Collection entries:
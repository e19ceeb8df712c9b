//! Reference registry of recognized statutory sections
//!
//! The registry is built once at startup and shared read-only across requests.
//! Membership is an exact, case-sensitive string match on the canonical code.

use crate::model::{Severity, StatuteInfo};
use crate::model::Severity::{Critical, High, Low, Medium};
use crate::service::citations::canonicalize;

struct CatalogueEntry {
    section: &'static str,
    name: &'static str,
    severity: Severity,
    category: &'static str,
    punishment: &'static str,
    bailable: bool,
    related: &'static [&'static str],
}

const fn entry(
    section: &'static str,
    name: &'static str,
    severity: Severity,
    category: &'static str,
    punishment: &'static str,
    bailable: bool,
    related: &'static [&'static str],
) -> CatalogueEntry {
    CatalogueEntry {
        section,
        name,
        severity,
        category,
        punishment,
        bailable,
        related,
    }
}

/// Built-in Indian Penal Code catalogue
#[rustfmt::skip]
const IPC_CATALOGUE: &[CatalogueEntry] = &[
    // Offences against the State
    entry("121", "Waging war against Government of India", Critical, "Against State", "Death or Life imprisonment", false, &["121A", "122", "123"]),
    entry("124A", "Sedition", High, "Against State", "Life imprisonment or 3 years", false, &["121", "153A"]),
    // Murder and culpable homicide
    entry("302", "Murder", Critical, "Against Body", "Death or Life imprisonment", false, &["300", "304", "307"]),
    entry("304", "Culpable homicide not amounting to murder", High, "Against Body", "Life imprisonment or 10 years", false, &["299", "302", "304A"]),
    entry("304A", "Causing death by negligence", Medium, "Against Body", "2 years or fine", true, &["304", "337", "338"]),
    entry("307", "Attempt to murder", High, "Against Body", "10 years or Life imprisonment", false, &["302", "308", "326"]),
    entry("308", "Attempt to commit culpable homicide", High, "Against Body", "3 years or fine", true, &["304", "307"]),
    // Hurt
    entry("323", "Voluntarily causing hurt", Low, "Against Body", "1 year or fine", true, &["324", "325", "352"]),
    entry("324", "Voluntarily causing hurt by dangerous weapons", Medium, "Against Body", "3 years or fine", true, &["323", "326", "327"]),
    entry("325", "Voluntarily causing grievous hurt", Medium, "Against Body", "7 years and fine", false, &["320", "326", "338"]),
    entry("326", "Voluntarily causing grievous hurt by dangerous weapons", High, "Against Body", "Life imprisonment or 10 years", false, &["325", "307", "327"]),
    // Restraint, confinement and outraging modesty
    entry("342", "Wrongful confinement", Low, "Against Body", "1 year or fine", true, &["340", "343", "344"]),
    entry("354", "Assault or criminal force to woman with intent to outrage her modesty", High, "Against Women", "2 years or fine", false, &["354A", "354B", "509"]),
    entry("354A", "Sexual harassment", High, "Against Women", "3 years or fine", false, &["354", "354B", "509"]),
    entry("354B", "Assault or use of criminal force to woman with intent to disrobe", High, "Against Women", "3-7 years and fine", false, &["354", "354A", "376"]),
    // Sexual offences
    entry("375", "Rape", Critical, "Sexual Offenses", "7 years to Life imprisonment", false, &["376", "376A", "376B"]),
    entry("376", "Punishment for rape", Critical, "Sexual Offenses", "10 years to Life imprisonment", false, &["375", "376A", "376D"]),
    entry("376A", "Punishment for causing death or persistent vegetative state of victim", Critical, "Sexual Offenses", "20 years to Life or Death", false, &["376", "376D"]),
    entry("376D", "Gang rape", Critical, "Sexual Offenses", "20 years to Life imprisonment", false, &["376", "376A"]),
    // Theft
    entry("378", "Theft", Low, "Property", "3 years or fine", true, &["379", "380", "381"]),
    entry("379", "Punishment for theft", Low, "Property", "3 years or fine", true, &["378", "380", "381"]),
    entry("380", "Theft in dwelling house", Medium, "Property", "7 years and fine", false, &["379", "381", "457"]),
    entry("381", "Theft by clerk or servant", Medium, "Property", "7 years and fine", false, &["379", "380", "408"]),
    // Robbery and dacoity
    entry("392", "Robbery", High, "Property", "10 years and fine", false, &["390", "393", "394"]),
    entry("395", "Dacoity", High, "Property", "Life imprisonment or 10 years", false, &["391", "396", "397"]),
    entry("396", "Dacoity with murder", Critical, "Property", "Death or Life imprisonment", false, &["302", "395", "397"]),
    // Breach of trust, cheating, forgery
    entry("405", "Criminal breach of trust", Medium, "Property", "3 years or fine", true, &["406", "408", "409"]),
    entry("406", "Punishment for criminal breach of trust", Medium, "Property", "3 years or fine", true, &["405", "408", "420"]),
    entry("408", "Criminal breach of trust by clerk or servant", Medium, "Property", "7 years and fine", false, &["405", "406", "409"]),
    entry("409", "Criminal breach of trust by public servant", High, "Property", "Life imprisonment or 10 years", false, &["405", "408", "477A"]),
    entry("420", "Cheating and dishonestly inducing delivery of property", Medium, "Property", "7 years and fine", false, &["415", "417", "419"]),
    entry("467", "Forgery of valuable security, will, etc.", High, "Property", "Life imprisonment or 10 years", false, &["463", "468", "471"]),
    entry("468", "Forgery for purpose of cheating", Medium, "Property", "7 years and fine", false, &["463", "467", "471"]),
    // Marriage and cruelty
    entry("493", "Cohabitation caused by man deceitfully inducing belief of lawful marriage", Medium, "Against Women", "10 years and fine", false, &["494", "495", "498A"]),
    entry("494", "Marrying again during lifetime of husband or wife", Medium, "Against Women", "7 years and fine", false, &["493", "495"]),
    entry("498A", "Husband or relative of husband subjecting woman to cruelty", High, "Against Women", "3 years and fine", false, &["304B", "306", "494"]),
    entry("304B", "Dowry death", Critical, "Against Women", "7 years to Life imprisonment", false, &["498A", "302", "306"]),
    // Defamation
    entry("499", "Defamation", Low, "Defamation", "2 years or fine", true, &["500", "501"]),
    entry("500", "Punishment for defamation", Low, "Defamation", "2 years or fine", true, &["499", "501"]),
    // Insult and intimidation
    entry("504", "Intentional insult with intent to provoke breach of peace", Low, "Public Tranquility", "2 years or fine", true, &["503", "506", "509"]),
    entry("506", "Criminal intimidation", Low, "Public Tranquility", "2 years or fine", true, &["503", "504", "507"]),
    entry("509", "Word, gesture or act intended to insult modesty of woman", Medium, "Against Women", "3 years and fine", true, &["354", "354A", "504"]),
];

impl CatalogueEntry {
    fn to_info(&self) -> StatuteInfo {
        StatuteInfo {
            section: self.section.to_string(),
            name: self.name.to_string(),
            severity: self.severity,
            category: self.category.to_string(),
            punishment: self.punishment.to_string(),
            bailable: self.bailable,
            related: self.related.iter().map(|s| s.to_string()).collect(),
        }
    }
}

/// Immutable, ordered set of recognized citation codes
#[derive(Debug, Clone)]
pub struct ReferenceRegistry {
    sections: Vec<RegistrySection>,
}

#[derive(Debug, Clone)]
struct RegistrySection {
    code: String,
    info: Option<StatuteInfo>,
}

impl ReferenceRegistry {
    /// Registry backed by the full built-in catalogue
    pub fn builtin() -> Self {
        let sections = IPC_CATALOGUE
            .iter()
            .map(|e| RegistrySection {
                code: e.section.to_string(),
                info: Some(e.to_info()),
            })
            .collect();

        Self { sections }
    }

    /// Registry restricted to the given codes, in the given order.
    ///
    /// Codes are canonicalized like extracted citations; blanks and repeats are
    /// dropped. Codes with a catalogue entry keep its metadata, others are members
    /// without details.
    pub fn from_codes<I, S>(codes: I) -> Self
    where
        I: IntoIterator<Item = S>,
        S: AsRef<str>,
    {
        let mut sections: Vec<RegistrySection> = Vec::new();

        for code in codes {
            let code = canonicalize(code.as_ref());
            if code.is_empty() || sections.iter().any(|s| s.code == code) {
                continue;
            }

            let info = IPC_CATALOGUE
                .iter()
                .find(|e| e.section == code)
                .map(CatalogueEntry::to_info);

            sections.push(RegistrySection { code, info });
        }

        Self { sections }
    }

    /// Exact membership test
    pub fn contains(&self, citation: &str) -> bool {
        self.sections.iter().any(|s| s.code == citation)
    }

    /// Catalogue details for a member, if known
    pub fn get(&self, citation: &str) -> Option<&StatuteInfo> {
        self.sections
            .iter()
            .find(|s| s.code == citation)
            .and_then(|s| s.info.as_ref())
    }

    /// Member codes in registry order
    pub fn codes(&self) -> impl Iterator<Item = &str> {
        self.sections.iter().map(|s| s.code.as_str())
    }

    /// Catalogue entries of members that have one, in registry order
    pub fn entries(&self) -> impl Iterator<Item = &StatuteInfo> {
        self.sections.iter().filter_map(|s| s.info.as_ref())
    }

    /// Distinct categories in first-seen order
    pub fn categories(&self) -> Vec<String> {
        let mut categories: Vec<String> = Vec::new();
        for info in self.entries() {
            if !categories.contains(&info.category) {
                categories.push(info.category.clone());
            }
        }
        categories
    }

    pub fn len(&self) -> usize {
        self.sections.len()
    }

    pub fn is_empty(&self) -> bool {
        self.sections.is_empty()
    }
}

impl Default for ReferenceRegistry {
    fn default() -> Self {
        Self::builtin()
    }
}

Directions for this task>
Lines containing "weapons": tally them across the records above and give the total alone.

Answer section>
2